Health chiefs confirmed farmer Edivalson Francisco Souza, 46, died in March more than a week after he was bitten on the foot by a rabies-carrying vampire bat.
Within days of his death – the first recorded case of human rabies transmitted by a bat in Brazil since 2004 – dozens of people in the region reported being bitten by the winged mammals in their own homes, they said.
The spate of attacks, the most significant ever registered in the region, is being attributed to a rise in the bat population nesting close to humans after their homes in caves and forestry were destroyed.
In response, disease control teams from Bahia state health authority (SESAB) have started culling the creatures by catching them and applying a venom paste to their bodies.

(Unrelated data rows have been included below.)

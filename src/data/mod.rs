/// Data layer: the table model and every query stage.
///
/// Architecture:
/// ```text
///   CSV bytes
///       │
///       ▼
///   ┌──────────┐
///   │  loader   │  parse → Table (column types inferred)
///   └──────────┘
///       │
///       ├──────────────► correlation   Pearson matrix
///       ├──────────────► trend         date buckets → sum / mean / count
///       ├──────────────► summary       count / mean / std
///       ▼
///   ┌──────────┐   ┌──────────┐   ┌──────────┐   ┌──────────┐
///   │  filter   │ → │  select   │ → │   sort    │ → │ paginate  │
///   └──────────┘   └──────────┘   └──────────┘   └──────────┘
/// ```
///
/// Every stage borrows its input and returns a new value.

pub mod correlation;
pub mod filter;
pub mod loader;
pub mod model;
pub mod paginate;
pub mod policy;
pub mod select;
pub mod sort;
pub mod summary;
pub mod trend;
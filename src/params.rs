use url::form_urlencoded;

use crate::config::Settings;
use crate::data::filter::Predicate;
use crate::data::trend::{Aggregation, Frequency};
use crate::error::{QueryError, QueryResult};

// ---------------------------------------------------------------------------
// QueryParams – decoded query string
// ---------------------------------------------------------------------------

/// Decoded `application/x-www-form-urlencoded` pairs, in their original order.
/// Blank values count as absent.
#[derive(Debug, Clone, Default, PartialEq, Eq)]
pub struct QueryParams {
    pairs: Vec<(String, String)>,
}

impl QueryParams {
    pub fn parse(query: &str) -> Self {
        let query = query.strip_prefix('?').unwrap_or(query);
        let pairs = form_urlencoded::parse(query.as_bytes())
            .map(|(k, v)| (k.into_owned(), v.into_owned()))
            .collect();
        QueryParams { pairs }
    }

    /// Last non-blank value of `name`.
    pub fn get(&self, name: &str) -> Option<&str> {
        self.pairs
            .iter()
            .rev()
            .find(|(k, v)| k == name && !v.trim().is_empty())
            .map(|(_, v)| v.as_str())
    }

    /// Every non-blank value of `name`, in order.
    pub fn get_all(&self, name: &str) -> Vec<&str> {
        self.pairs
            .iter()
            .filter(|(k, v)| k == name && !v.trim().is_empty())
            .map(|(_, v)| v.as_str())
            .collect()
    }

    /// Comma-separated list, parts trimmed and blanks dropped.
    pub fn get_list(&self, name: &str) -> Option<Vec<String>> {
        self.get(name).map(|raw| {
            raw.split(',')
                .map(str::trim)
                .filter(|s| !s.is_empty())
                .map(str::to_string)
                .collect()
        })
    }

    fn get_int(&self, name: &str, default: usize, min: usize, max: usize) -> QueryResult<usize> {
        let Some(raw) = self.get(name) else {
            return Ok(default);
        };
        let value: i64 = raw.trim().parse().map_err(|_| {
            QueryError::Validation(format!("{name}: A valid integer is required."))
        })?;
        if value < min as i64 {
            return Err(QueryError::Validation(format!(
                "{name}: Ensure this value is greater than or equal to {min}."
            )));
        }
        if value > max as i64 {
            return Err(QueryError::Validation(format!(
                "{name}: Ensure this value is less than or equal to {max}."
            )));
        }
        Ok(value as usize)
    }
}

// ---------------------------------------------------------------------------
// Per-endpoint parameters
// ---------------------------------------------------------------------------

/// `f`, `columns`, `sort`, `page`, `page_size`
#[derive(Debug, Clone, PartialEq, Eq)]
pub struct RowsParams {
    pub filters: Vec<Predicate>,
    pub columns: Option<Vec<String>>,
    pub sort: Option<String>,
    pub page: usize,
    pub page_size: usize,
}

impl RowsParams {
    pub fn from_query(params: &QueryParams, settings: &Settings) -> QueryResult<Self> {
        Ok(RowsParams {
            filters: params
                .get_all("f")
                .into_iter()
                .filter_map(Predicate::parse)
                .collect(),
            columns: params.get_list("columns"),
            sort: params.get("sort").map(str::to_string),
            page: params.get_int("page", 1, 1, i64::MAX as usize)?,
            page_size: params.get_int(
                "page_size",
                settings.default_page_size,
                1,
                settings.max_page_size,
            )?,
        })
    }
}

/// `cols`
#[derive(Debug, Clone, PartialEq, Eq)]
pub struct CorrelationParams {
    pub cols: Option<Vec<String>>,
}

impl CorrelationParams {
    pub fn from_query(params: &QueryParams) -> Self {
        CorrelationParams {
            cols: params.get_list("cols"),
        }
    }
}

/// `date`, `value`, `freq`, `agg`
#[derive(Debug, Clone, PartialEq, Eq)]
pub struct TrendParams {
    pub date: String,
    /// Column aggregated; the date column itself when `agg=count` was asked
    /// without a value column.
    pub value: String,
    pub freq: Frequency,
    pub agg: Aggregation,
}

impl TrendParams {
    pub fn from_query(params: &QueryParams) -> QueryResult<Self> {
        let date = params
            .get("date")
            .ok_or_else(|| QueryError::Validation("date: This field is required.".to_string()))?
            .to_string();
        let freq = params.get("freq").unwrap_or("D").parse::<Frequency>()?;
        let agg = params.get("agg").unwrap_or("sum").parse::<Aggregation>()?;
        let value = match (params.get("value"), agg) {
            (Some(v), _) => v.to_string(),
            (None, Aggregation::Count) => date.clone(),
            (None, _) => {
                return Err(QueryError::Validation(
                    "Missing 'value' parameter for agg != count".to_string(),
                ))
            }
        };
        Ok(TrendParams {
            date,
            value,
            freq,
            agg,
        })
    }
}

#[cfg(test)]
mod tests {
    use super::*;

    #[test]
    fn decodes_and_keeps_repeats() {
        let q = QueryParams::parse("?f=country,eq,CO&f=name%2Ccontains%2Cde+la&sort=-amount");
        assert_eq!(q.get_all("f"), ["country,eq,CO", "name,contains,de la"]);
        assert_eq!(q.get("sort"), Some("-amount"));
        assert_eq!(q.get("missing"), None);
    }

    #[test]
    fn rows_defaults() {
        let p = RowsParams::from_query(&QueryParams::parse(""), &Settings::default()).unwrap();
        assert_eq!(p.page, 1);
        assert_eq!(p.page_size, 50);
        assert!(p.filters.is_empty());
        assert_eq!(p.columns, None);
        assert_eq!(p.sort, None);
    }

    #[test]
    fn rows_full() {
        let q = QueryParams::parse(
            "f=country,eq,CO&f=bad&columns=amount,+country&sort=-amount&page=2&page_size=10",
        );
        let p = RowsParams::from_query(&q, &Settings::default()).unwrap();
        assert_eq!(p.filters, vec![Predicate::new("country", "eq", "CO")]);
        assert_eq!(p.columns, Some(vec!["amount".to_string(), "country".to_string()]));
        assert_eq!(p.sort.as_deref(), Some("-amount"));
        assert_eq!((p.page, p.page_size), (2, 10));
    }

    #[test]
    fn rows_bounds_are_validated() {
        let settings = Settings::default();
        for qs in ["page=0", "page=x", "page_size=0", "page_size=101", "page_size=-3"] {
            let err = RowsParams::from_query(&QueryParams::parse(qs), &settings).unwrap_err();
            assert!(matches!(err, QueryError::Validation(_)), "{qs}");
        }
    }

    #[test]
    fn trend_defaults_and_count_fallback() {
        let p = TrendParams::from_query(&QueryParams::parse("date=d&agg=count")).unwrap();
        assert_eq!(p.value, "d");
        assert_eq!(p.freq, Frequency::Day);

        let p = TrendParams::from_query(&QueryParams::parse("date=d&value=v")).unwrap();
        assert_eq!(p.agg, Aggregation::Sum);
        assert_eq!(p.value, "v");
    }

    #[test]
    fn trend_rejects_bad_shapes() {
        for qs in ["", "value=v", "date=d", "date=d&value=v&freq=Y", "date=d&value=v&agg=max"] {
            assert!(TrendParams::from_query(&QueryParams::parse(qs)).is_err(), "{qs}");
        }
    }

    #[test]
    fn correlation_cols() {
        let p = CorrelationParams::from_query(&QueryParams::parse("cols=a,%20b,,"));
        assert_eq!(p.cols, Some(vec!["a".to_string(), "b".to_string()]));
    }
}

Mr Souza was milking a cow on a farm in Paramirim when he accidentally stepped on a rabies-carrying bat that bit his foot.
He dismissed the incident and washed the wound but failed to see a doctor.
Three weeks later, after spending seven days in hospital, suffering from headaches, nausea, severe anxiety and shortness of breath, he recalled the incident.
He tested positive for rabies, but it was too late for doctors to administer the vaccine and he passed away shortly afterwards in March this year. It been reported Rabies is as deadly as Lassa fever.
Within days of Mr Souza’s death, residents in city of Salvador, 400 miles from Paramirim, reported a flurry of attacks by the blood-thirsty creatures that appear to have added human blood to their menu.
Over the past three months, dozens of people have told of being terrorised by the flying mammals at night.
Many said they had woken up to the distressing sight of their bed sheets soaked in blood after bats had sunk their fangs into their toes, heels and elbows.